Saved data entries

use async_trait::async_trait;
use chrono::{DateTime, Utc};
use sluice_dns_application::ports::ManagedUpstreamFileRepository;
use sluice_dns_domain::managed_file::{with_suffix, OLD_FILE_SUFFIX, UPSTREAM_FILES_DIR};
use sluice_dns_domain::{
    parse_upstream_lines, DomainError, FetchedList, ManagedFilesSnapshot, ManagedUpstreamFile,
};
use std::io::ErrorKind;
use std::path::{Path, PathBuf};
use tokio::fs;
use tokio::sync::RwLock;
use tracing::{debug, error, info, warn};

const TMP_FILE_SUFFIX: &str = ".tmp";

/// In-memory managed-file set plus the on-disk caches under `data_dir`.
///
/// The set is only reachable through the accessor methods; every mutation
/// takes the write lock, every read the shared lock.
pub struct ManagedFileStore {
    data_dir: PathBuf,
    update_interval_hours: u32,
    files: RwLock<Vec<ManagedUpstreamFile>>,
}

impl ManagedFileStore {
    pub fn new(
        data_dir: impl Into<PathBuf>,
        update_interval_hours: u32,
        files: Vec<ManagedUpstreamFile>,
    ) -> Self {
        Self {
            data_dir: data_dir.into(),
            update_interval_hours,
            files: RwLock::new(files),
        }
    }

    pub fn data_dir(&self) -> &Path {
        &self.data_dir
    }

    pub fn update_interval_hours(&self) -> u32 {
        self.update_interval_hours
    }

    pub fn cache_path(&self, file: &ManagedUpstreamFile) -> PathBuf {
        file.path(&self.data_dir)
    }

    /// Commits a refresh result for `file`.
    ///
    /// Returns `true` when new content replaced the cache. Unchanged content
    /// only bumps `last_updated`. An entry removed or re-pointed while the
    /// pass was fetching is left alone.
    pub async fn commit_refreshed(
        &self,
        file: &ManagedUpstreamFile,
        fetched: &FetchedList,
        now: DateTime<Utc>,
    ) -> Result<bool, DomainError> {
        let mut files = self.files.write().await;
        let Some(entry) = files
            .iter_mut()
            .find(|f| f.id == file.id && f.url == file.url)
        else {
            debug!(id = file.id, url = %file.url, "Refreshed file no longer managed");
            return Ok(false);
        };

        if entry.checksum.as_deref() == Some(fetched.checksum.as_str())
            && fs::try_exists(entry.path(&self.data_dir)).await.unwrap_or(false)
        {
            entry.last_updated = Some(now);
            return Ok(false);
        }

        let path = entry.path(&self.data_dir);
        let staged = stage_cache(&path, &fetched.content).await?;

        entry.rules_count = fetched.rules_count;
        entry.checksum = Some(fetched.checksum.clone());
        entry.last_updated = Some(now);
        drop(files);

        staged.finish().await;
        Ok(true)
    }
}

#[async_trait]
impl ManagedUpstreamFileRepository for ManagedFileStore {
    async fn snapshot(&self) -> ManagedFilesSnapshot {
        ManagedFilesSnapshot {
            files: self.files.read().await.clone(),
            update_interval_hours: self.update_interval_hours,
        }
    }

    async fn load_upstreams(&self) -> Result<Vec<String>, DomainError> {
        let paths: Vec<PathBuf> = {
            let files = self.files.read().await;
            files
                .iter()
                .filter(|f| f.enabled)
                .map(|f| f.path(&self.data_dir))
                .collect()
        };

        let mut upstreams = Vec::new();
        for path in paths {
            match fs::read_to_string(&path).await {
                Ok(text) => upstreams.extend(parse_upstream_lines(&text)),
                Err(e) if e.kind() == ErrorKind::NotFound => {
                    debug!(path = %path.display(), "Upstream DNS file not cached yet");
                }
                Err(e) => {
                    return Err(DomainError::ManagedFileRead {
                        path,
                        message: e.to_string(),
                    });
                }
            }
        }

        Ok(upstreams)
    }

    async fn find_by_url(&self, url: &str) -> Option<ManagedUpstreamFile> {
        self.files
            .read()
            .await
            .iter()
            .find(|f| f.url == url)
            .cloned()
    }

    async fn add(
        &self,
        name: &str,
        url: &str,
        content: &FetchedList,
    ) -> Result<ManagedUpstreamFile, DomainError> {
        let mut files = self.files.write().await;
        if files.iter().any(|f| f.url == url) {
            return Err(DomainError::ManagedFileExists(url.to_string()));
        }

        let id = files.iter().map(|f| f.id).max().unwrap_or(0) + 1;
        let mut file = ManagedUpstreamFile::new(id, url, name);
        let staged = stage_cache(&file.path(&self.data_dir), &content.content).await?;

        file.rules_count = content.rules_count;
        file.checksum = Some(content.checksum.clone());
        file.last_updated = Some(Utc::now());
        files.push(file.clone());
        drop(files);

        staged.finish().await;
        Ok(file)
    }

    async fn remove(&self, url: &str) -> Result<ManagedUpstreamFile, DomainError> {
        let mut files = self.files.write().await;
        let Some(pos) = files.iter().position(|f| f.url == url) else {
            error!(url = %url, "Removing upstream DNS file: url not found");
            return Err(DomainError::ManagedFileNotFound(url.to_string()));
        };

        let path = files[pos].path(&self.data_dir);
        let aside = with_suffix(&path, OLD_FILE_SUFFIX);
        match fs::rename(&path, &aside).await {
            Ok(()) => debug!(from = %path.display(), to = %aside.display(), "Cache moved aside"),
            Err(e) if e.kind() == ErrorKind::NotFound => {}
            Err(e) => {
                return Err(DomainError::IoError(format!(
                    "renaming {}: {}",
                    path.display(),
                    e
                )));
            }
        }

        let removed = files.remove(pos);
        info!(id = removed.id, url = %removed.url, "Upstream DNS file dropped from set");
        Ok(removed)
    }

    async fn replace(
        &self,
        url: &str,
        mut updated: ManagedUpstreamFile,
        content: Option<&FetchedList>,
    ) -> Result<ManagedUpstreamFile, DomainError> {
        let mut files = self.files.write().await;
        if updated.url != url && files.iter().any(|f| f.url == updated.url) {
            return Err(DomainError::ManagedFileExists(updated.url));
        }
        let Some(pos) = files.iter().position(|f| f.url == url) else {
            return Err(DomainError::ManagedFileNotFound(url.to_string()));
        };
        updated.id = files[pos].id;

        let staged = match content {
            Some(content) => {
                let staged = stage_cache(&updated.path(&self.data_dir), &content.content).await?;
                updated.rules_count = content.rules_count;
                updated.checksum = Some(content.checksum.clone());
                updated.last_updated = Some(Utc::now());
                Some(staged)
            }
            None => None,
        };

        files[pos] = updated.clone();
        drop(files);

        if let Some(staged) = staged {
            staged.finish().await;
        }
        Ok(updated)
    }
}

/// New cache content in place, previous content kept aside until `finish`.
struct StagedCache {
    aside: Option<PathBuf>,
}

impl StagedCache {
    async fn finish(self) {
        if let Some(aside) = self.aside {
            if let Err(e) = fs::remove_file(&aside).await {
                warn!(path = %aside.display(), error = %e, "Failed to remove previous cache");
            }
        }
    }
}

/// Writes `content` to `<path>.tmp`, moves the current cache to
/// `<path>.old` and renames the temp file into place.
///
/// On failure the previous cache is restored and the temp file removed.
async fn stage_cache(path: &Path, content: &str) -> Result<StagedCache, DomainError> {
    let io_err = |what: &str, p: &Path, e: std::io::Error| {
        DomainError::IoError(format!("{} {}: {}", what, p.display(), e))
    };

    if let Some(dir) = path.parent() {
        fs::create_dir_all(dir)
            .await
            .map_err(|e| io_err("creating", dir, e))?;
    }

    let tmp = with_suffix(path, TMP_FILE_SUFFIX);
    if let Err(e) = fs::write(&tmp, content).await {
        let _ = fs::remove_file(&tmp).await;
        return Err(io_err("writing", &tmp, e));
    }

    let old = with_suffix(path, OLD_FILE_SUFFIX);
    let aside = match fs::rename(path, &old).await {
        Ok(()) => Some(old),
        Err(e) if e.kind() == ErrorKind::NotFound => None,
        Err(e) => {
            let _ = fs::remove_file(&tmp).await;
            return Err(io_err("moving aside", path, e));
        }
    };

    if let Err(e) = fs::rename(&tmp, path).await {
        if let Some(aside) = &aside {
            if let Err(restore) = fs::rename(aside, path).await {
                error!(path = %path.display(), error = %restore, "Failed to restore previous cache");
            }
        }
        let _ = fs::remove_file(&tmp).await;
        return Err(io_err("replacing", path, e));
    }

    Ok(StagedCache { aside })
}

/// Directory holding all managed caches under `data_dir`.
pub fn cache_dir(data_dir: &Path) -> PathBuf {
    data_dir.join(UPSTREAM_FILES_DIR)
}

**Assignment:** Each line of the data that includes "entry" should be copied.

**Response:**
    /// only bumps `last_updated`. An entry removed or re-pointed while the
        let Some(entry) = files
        if entry.checksum.as_deref() == Some(fetched.checksum.as_str())
            && fs::try_exists(entry.path(&self.data_dir)).await.unwrap_or(false)
            entry.last_updated = Some(now);
        let path = entry.path(&self.data_dir);
        entry.rules_count = fetched.rules_count;
        entry.checksum = Some(fetched.checksum.clone());
        entry.last_updated = Some(now);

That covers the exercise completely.